Copy, from the entries below, each line where the word "types" can be found.

◆ Dataset entries ◆
--- START ---

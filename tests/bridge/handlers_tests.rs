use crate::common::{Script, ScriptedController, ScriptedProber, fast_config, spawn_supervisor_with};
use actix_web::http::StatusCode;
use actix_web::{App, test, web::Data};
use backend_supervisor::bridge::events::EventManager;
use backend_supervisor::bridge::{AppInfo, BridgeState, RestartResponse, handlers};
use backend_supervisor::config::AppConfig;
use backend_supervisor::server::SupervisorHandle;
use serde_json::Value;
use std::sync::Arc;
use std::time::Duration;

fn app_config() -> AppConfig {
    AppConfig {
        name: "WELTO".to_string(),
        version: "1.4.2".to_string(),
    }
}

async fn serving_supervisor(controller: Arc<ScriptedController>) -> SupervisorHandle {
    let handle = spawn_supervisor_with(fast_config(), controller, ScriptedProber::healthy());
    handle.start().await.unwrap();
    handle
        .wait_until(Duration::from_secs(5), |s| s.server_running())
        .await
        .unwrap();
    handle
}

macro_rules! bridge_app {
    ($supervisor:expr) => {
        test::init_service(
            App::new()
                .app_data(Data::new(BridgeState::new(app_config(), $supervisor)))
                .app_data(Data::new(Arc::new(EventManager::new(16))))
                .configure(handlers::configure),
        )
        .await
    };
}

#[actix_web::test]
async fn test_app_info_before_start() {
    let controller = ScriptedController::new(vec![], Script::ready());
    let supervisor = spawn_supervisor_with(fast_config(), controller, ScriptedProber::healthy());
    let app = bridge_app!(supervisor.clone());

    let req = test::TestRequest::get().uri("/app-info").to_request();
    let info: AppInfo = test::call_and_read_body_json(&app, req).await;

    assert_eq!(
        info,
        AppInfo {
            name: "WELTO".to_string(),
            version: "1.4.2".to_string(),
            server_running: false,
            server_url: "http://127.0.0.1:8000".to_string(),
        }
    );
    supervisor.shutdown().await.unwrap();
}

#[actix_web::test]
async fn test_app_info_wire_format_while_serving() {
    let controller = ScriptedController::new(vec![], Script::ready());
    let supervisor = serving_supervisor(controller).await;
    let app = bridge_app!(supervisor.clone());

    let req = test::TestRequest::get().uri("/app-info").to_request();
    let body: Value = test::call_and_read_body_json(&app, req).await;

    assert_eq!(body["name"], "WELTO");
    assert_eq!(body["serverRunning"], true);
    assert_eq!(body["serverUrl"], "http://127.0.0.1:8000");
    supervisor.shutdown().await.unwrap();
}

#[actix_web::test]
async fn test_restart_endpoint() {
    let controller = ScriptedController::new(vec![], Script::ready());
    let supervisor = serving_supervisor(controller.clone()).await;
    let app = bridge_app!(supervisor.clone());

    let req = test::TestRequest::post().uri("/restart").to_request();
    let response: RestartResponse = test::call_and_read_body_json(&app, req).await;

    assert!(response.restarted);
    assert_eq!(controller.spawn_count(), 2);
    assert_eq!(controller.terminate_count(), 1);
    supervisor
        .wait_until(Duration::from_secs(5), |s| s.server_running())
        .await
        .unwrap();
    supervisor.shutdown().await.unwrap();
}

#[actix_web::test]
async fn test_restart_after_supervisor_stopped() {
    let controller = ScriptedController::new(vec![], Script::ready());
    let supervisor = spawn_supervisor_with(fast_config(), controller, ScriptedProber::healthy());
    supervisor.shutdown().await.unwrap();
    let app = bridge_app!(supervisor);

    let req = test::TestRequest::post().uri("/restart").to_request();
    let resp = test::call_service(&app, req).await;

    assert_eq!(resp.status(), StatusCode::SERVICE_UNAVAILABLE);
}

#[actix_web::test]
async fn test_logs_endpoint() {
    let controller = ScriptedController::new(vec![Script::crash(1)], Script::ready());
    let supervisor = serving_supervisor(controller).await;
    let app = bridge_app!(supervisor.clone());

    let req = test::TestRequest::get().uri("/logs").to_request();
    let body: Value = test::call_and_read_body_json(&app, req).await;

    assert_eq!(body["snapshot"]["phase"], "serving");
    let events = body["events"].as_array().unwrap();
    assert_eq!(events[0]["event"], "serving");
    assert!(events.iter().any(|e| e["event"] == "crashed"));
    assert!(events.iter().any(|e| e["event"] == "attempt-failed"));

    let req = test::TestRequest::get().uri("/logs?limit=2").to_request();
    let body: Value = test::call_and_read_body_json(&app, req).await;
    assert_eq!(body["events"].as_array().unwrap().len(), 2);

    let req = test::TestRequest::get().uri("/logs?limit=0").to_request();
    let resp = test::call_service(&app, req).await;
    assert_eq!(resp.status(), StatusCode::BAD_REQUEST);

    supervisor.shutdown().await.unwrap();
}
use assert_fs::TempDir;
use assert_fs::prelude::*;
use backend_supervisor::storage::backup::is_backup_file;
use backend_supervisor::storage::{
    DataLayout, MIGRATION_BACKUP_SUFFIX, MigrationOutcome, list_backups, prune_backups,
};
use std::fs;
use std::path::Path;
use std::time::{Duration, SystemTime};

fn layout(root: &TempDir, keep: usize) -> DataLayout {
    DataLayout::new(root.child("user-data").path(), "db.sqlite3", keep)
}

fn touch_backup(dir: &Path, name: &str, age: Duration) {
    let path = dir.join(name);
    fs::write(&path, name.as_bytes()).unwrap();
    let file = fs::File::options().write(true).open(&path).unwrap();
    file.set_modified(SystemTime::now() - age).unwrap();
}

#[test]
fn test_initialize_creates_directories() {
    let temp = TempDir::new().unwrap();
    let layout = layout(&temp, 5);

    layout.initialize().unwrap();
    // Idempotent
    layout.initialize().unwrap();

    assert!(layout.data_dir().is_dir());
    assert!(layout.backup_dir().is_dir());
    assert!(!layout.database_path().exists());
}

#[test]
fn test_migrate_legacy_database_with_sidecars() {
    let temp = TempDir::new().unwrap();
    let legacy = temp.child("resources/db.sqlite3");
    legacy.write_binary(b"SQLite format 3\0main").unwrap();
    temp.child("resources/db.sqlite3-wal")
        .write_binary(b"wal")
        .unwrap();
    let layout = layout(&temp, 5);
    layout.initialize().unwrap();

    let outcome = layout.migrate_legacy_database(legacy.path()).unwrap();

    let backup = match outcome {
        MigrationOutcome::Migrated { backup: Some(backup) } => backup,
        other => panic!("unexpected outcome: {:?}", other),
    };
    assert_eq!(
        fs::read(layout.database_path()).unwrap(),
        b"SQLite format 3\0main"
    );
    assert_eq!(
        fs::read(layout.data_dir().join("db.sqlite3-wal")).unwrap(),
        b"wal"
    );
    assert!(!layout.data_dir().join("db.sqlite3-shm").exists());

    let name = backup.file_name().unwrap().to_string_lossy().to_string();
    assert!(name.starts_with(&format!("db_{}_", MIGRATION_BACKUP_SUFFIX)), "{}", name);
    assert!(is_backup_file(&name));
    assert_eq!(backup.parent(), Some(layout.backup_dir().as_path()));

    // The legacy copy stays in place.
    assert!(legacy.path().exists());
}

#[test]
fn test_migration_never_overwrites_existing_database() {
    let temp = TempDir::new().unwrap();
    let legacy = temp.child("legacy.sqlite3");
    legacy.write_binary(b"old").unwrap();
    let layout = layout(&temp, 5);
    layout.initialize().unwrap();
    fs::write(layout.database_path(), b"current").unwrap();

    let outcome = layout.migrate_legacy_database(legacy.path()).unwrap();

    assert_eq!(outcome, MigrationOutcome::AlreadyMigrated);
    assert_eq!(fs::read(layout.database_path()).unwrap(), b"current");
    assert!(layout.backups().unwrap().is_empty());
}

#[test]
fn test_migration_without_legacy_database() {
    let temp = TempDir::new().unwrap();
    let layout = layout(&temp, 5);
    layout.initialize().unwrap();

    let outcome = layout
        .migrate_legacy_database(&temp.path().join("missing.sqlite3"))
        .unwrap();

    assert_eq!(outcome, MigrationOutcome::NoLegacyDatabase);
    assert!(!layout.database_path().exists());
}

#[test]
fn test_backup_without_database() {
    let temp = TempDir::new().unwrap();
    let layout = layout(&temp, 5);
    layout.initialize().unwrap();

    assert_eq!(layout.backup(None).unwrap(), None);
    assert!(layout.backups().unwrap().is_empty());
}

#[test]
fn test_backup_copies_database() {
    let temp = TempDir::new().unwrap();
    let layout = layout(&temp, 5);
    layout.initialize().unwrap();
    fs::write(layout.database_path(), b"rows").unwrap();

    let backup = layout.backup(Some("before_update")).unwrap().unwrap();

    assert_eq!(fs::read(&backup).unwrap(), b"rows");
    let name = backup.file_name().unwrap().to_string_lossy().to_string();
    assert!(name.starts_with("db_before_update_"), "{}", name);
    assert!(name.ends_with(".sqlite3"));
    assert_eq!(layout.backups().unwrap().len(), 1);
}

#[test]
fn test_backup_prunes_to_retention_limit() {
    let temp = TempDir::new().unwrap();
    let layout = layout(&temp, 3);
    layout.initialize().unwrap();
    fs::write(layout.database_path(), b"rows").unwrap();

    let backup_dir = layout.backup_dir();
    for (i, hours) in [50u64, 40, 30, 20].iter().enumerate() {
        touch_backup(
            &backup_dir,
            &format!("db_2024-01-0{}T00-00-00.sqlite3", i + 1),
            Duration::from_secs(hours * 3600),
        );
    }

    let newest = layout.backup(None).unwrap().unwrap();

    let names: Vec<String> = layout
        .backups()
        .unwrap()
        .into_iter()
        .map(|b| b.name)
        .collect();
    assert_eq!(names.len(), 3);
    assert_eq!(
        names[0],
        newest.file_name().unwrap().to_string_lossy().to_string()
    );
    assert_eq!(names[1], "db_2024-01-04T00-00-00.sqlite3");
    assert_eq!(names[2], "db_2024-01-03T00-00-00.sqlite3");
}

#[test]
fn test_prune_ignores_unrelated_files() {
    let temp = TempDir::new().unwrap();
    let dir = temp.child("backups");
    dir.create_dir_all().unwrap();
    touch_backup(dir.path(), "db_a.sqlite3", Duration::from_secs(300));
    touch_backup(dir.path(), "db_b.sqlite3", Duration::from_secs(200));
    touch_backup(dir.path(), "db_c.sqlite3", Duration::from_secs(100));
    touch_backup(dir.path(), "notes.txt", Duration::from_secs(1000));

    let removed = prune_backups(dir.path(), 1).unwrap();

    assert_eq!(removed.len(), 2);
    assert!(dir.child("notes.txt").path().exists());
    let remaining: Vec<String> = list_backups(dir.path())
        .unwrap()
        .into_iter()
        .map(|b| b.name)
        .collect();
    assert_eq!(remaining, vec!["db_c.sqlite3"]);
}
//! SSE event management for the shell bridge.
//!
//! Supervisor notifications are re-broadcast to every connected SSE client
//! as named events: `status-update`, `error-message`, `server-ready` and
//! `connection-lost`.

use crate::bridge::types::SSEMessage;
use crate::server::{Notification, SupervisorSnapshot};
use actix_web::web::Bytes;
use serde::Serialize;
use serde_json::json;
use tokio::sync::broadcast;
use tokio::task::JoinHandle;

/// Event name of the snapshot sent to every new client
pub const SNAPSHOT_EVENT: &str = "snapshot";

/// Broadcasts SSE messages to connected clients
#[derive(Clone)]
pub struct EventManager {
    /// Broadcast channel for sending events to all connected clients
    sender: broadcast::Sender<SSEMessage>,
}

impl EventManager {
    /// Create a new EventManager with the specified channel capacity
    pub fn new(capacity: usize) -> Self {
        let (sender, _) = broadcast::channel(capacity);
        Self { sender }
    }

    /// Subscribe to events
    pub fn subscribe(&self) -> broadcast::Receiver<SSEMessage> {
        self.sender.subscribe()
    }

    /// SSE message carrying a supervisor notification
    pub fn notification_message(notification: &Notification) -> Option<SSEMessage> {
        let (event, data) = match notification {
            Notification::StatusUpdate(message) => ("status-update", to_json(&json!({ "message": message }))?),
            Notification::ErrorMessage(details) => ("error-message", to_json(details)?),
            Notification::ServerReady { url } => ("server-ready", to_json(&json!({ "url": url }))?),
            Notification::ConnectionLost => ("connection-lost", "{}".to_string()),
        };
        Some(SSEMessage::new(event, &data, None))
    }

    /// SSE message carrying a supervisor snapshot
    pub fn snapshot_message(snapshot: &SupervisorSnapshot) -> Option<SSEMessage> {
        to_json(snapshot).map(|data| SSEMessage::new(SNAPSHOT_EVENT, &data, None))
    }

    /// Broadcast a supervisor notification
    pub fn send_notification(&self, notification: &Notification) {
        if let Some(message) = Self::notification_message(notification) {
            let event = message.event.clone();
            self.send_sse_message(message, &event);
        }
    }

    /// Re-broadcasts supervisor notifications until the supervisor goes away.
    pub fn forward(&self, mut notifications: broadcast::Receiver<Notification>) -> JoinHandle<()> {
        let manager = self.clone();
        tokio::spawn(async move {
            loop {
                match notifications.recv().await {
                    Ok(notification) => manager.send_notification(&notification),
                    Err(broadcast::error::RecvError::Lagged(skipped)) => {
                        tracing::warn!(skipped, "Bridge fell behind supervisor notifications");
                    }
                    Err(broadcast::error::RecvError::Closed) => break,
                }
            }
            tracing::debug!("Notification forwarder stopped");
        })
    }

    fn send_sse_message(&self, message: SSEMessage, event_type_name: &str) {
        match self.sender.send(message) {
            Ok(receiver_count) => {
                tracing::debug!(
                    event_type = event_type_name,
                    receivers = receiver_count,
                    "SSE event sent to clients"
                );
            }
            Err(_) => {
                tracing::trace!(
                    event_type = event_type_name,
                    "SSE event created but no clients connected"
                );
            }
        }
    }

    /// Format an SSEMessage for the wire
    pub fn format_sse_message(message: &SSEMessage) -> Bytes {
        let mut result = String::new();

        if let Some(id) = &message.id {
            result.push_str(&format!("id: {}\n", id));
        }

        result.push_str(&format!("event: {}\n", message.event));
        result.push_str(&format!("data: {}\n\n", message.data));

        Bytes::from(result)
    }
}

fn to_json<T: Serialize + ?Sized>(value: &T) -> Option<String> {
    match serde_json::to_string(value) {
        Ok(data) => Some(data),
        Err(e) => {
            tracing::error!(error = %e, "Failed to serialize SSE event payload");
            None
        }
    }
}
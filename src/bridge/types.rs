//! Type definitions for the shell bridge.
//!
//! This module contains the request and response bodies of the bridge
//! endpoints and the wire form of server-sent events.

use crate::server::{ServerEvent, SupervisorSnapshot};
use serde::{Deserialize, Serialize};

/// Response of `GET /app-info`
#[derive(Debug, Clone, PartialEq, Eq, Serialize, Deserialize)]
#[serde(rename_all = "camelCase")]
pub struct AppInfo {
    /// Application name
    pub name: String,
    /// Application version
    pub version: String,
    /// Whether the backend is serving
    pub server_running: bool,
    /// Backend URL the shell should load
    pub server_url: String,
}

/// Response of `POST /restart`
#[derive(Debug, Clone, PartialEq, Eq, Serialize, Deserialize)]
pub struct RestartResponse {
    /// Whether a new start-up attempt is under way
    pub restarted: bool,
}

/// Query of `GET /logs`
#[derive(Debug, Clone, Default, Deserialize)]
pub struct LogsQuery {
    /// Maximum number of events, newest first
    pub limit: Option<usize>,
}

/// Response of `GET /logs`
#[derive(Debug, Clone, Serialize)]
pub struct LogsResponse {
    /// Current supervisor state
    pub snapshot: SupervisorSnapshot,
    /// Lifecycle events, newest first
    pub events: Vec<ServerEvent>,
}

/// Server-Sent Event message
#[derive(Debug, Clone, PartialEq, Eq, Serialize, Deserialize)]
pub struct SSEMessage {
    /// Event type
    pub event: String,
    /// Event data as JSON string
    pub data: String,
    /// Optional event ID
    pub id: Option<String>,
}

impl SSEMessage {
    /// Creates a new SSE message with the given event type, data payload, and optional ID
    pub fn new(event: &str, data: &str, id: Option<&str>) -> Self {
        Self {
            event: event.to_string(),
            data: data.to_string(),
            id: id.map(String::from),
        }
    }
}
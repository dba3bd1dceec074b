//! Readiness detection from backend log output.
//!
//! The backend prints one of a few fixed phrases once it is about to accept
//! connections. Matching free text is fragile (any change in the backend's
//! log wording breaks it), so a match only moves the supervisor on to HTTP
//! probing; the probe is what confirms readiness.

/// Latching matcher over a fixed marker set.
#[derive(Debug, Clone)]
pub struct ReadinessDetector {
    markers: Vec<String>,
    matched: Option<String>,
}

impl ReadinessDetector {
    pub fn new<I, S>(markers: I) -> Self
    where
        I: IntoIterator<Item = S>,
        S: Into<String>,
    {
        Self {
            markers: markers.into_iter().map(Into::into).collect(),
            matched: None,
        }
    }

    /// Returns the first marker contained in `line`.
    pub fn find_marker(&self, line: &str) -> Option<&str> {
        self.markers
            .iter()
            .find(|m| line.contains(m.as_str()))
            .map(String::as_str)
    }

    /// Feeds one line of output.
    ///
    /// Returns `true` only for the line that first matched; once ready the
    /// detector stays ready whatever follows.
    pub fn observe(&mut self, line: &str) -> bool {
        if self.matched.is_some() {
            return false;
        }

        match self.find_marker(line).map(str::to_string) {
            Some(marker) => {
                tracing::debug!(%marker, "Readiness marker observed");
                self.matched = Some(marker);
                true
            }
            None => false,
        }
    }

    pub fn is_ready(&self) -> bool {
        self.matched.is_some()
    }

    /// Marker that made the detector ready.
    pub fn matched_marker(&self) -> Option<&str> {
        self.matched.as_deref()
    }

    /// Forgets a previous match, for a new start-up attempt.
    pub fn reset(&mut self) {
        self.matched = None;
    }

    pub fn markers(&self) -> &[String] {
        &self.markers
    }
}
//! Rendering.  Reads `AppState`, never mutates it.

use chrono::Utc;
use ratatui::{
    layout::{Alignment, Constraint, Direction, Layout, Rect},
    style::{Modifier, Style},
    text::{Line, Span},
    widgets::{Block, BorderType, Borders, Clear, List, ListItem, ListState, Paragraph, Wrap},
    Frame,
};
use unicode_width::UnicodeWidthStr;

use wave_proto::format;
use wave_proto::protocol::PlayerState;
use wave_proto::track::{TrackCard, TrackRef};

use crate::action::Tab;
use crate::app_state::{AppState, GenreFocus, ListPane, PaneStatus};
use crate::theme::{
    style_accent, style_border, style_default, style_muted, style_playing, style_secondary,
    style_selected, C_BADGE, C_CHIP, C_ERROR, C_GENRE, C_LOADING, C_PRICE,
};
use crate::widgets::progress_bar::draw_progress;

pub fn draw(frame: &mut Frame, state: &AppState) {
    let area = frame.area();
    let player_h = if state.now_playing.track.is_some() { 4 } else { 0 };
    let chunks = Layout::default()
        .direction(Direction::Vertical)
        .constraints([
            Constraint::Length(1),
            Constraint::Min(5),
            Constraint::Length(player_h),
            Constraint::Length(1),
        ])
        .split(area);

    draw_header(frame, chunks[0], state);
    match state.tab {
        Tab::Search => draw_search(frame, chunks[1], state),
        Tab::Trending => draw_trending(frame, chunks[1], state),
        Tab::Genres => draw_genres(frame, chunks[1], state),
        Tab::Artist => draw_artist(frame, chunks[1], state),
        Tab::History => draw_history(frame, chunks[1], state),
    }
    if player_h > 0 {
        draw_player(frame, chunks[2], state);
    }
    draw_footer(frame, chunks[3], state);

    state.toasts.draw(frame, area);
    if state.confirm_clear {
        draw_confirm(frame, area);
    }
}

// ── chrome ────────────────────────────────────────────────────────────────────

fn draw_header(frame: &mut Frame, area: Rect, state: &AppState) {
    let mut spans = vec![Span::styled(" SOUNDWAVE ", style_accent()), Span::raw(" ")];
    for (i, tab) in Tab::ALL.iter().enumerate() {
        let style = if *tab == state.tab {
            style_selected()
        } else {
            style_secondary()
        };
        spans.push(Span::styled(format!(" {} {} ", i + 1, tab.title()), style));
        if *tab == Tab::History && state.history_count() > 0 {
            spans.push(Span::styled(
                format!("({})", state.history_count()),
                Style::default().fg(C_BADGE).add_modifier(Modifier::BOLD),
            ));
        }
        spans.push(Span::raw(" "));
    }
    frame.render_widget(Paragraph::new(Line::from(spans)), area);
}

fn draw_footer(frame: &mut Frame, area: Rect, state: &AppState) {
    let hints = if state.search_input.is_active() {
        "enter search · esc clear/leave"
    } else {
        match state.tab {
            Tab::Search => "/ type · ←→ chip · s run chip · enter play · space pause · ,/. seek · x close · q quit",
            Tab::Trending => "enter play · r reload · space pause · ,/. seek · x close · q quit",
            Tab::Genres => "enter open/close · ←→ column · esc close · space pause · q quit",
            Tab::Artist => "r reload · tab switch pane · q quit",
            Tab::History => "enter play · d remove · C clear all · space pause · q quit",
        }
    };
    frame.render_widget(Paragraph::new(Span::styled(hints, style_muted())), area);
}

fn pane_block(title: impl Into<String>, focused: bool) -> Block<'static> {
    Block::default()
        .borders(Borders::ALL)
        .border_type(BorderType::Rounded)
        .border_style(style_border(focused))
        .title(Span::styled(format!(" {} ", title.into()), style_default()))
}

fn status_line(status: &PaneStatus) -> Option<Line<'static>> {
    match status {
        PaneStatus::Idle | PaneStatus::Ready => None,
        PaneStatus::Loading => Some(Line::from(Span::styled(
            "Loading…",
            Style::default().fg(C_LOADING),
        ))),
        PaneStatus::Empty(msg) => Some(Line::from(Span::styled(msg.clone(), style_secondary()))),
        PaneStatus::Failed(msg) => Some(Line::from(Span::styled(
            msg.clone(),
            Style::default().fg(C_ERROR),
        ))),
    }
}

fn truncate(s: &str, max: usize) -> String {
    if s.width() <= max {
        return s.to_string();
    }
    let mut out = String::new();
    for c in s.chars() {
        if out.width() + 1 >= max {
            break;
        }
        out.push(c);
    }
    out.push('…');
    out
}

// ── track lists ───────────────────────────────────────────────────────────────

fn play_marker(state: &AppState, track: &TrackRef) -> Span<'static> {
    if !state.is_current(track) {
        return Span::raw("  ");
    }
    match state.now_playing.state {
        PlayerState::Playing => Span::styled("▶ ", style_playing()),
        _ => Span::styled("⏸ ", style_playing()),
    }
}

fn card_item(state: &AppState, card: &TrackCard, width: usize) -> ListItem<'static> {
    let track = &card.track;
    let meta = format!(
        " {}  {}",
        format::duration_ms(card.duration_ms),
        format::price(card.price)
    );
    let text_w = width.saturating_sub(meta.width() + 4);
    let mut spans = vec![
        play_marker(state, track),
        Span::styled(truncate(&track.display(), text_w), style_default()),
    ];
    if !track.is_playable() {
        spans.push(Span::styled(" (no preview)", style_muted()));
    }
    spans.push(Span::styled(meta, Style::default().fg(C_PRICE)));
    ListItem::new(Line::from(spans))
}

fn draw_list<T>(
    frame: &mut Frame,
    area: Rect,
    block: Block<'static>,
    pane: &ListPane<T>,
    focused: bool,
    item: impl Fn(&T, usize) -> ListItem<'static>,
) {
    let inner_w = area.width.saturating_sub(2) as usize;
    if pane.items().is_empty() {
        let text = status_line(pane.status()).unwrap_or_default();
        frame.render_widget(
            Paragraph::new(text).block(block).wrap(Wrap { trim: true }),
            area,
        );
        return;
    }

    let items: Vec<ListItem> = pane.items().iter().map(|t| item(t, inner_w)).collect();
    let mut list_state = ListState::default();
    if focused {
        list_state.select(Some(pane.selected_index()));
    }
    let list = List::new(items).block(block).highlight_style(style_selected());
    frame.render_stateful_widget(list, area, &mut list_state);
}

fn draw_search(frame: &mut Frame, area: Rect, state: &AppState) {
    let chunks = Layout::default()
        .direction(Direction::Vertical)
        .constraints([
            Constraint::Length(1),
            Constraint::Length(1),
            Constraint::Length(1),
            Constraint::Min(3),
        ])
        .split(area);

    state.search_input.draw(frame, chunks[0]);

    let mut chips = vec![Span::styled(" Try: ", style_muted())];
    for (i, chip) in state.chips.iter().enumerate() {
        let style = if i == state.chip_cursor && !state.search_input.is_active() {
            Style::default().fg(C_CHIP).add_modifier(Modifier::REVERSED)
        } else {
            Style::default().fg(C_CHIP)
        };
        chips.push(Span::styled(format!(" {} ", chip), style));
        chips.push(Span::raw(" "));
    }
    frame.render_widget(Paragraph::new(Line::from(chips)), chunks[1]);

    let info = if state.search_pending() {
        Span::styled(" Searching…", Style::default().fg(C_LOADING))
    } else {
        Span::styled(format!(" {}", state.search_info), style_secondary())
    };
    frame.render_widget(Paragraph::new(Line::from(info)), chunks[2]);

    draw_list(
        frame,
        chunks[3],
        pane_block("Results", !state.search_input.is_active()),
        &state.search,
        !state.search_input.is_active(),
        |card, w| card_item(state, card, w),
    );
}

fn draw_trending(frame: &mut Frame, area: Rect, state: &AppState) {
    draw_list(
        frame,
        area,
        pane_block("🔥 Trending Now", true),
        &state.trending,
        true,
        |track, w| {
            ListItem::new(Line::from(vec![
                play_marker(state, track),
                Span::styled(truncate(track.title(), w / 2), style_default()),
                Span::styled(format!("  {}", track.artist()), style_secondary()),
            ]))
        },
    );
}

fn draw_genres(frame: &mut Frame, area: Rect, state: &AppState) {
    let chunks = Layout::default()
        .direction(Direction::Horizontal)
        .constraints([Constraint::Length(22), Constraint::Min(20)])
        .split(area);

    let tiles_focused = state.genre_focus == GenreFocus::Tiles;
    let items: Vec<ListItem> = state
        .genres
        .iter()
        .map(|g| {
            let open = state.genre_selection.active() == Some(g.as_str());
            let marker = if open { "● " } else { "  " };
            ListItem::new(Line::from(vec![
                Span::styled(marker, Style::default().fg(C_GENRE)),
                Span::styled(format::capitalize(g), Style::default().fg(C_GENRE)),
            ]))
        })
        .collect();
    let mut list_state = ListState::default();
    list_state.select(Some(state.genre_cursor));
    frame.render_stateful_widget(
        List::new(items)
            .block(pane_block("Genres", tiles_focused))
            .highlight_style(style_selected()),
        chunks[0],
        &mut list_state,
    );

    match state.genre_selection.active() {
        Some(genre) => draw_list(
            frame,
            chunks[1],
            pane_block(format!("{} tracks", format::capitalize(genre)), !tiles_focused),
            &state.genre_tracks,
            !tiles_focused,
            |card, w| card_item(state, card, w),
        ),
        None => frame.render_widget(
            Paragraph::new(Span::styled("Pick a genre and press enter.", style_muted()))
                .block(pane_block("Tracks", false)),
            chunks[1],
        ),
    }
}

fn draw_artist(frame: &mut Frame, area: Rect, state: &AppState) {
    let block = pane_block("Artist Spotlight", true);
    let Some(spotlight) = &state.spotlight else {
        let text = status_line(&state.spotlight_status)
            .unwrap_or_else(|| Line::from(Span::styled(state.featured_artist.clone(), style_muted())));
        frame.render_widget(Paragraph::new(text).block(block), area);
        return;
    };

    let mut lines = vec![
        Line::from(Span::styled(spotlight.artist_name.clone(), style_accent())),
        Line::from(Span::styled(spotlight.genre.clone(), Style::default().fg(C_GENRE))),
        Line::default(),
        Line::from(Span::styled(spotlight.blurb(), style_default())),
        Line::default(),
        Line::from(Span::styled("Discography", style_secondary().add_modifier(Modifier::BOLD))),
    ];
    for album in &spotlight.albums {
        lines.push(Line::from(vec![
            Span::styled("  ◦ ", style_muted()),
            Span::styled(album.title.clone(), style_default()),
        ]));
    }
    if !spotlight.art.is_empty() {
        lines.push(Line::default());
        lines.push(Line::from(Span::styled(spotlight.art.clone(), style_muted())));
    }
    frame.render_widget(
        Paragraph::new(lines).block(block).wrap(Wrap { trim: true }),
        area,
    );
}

--- END ---

◆ Response below ◆
use crate::bridge::types::SSEMessage;
filename src/bridge/types.rs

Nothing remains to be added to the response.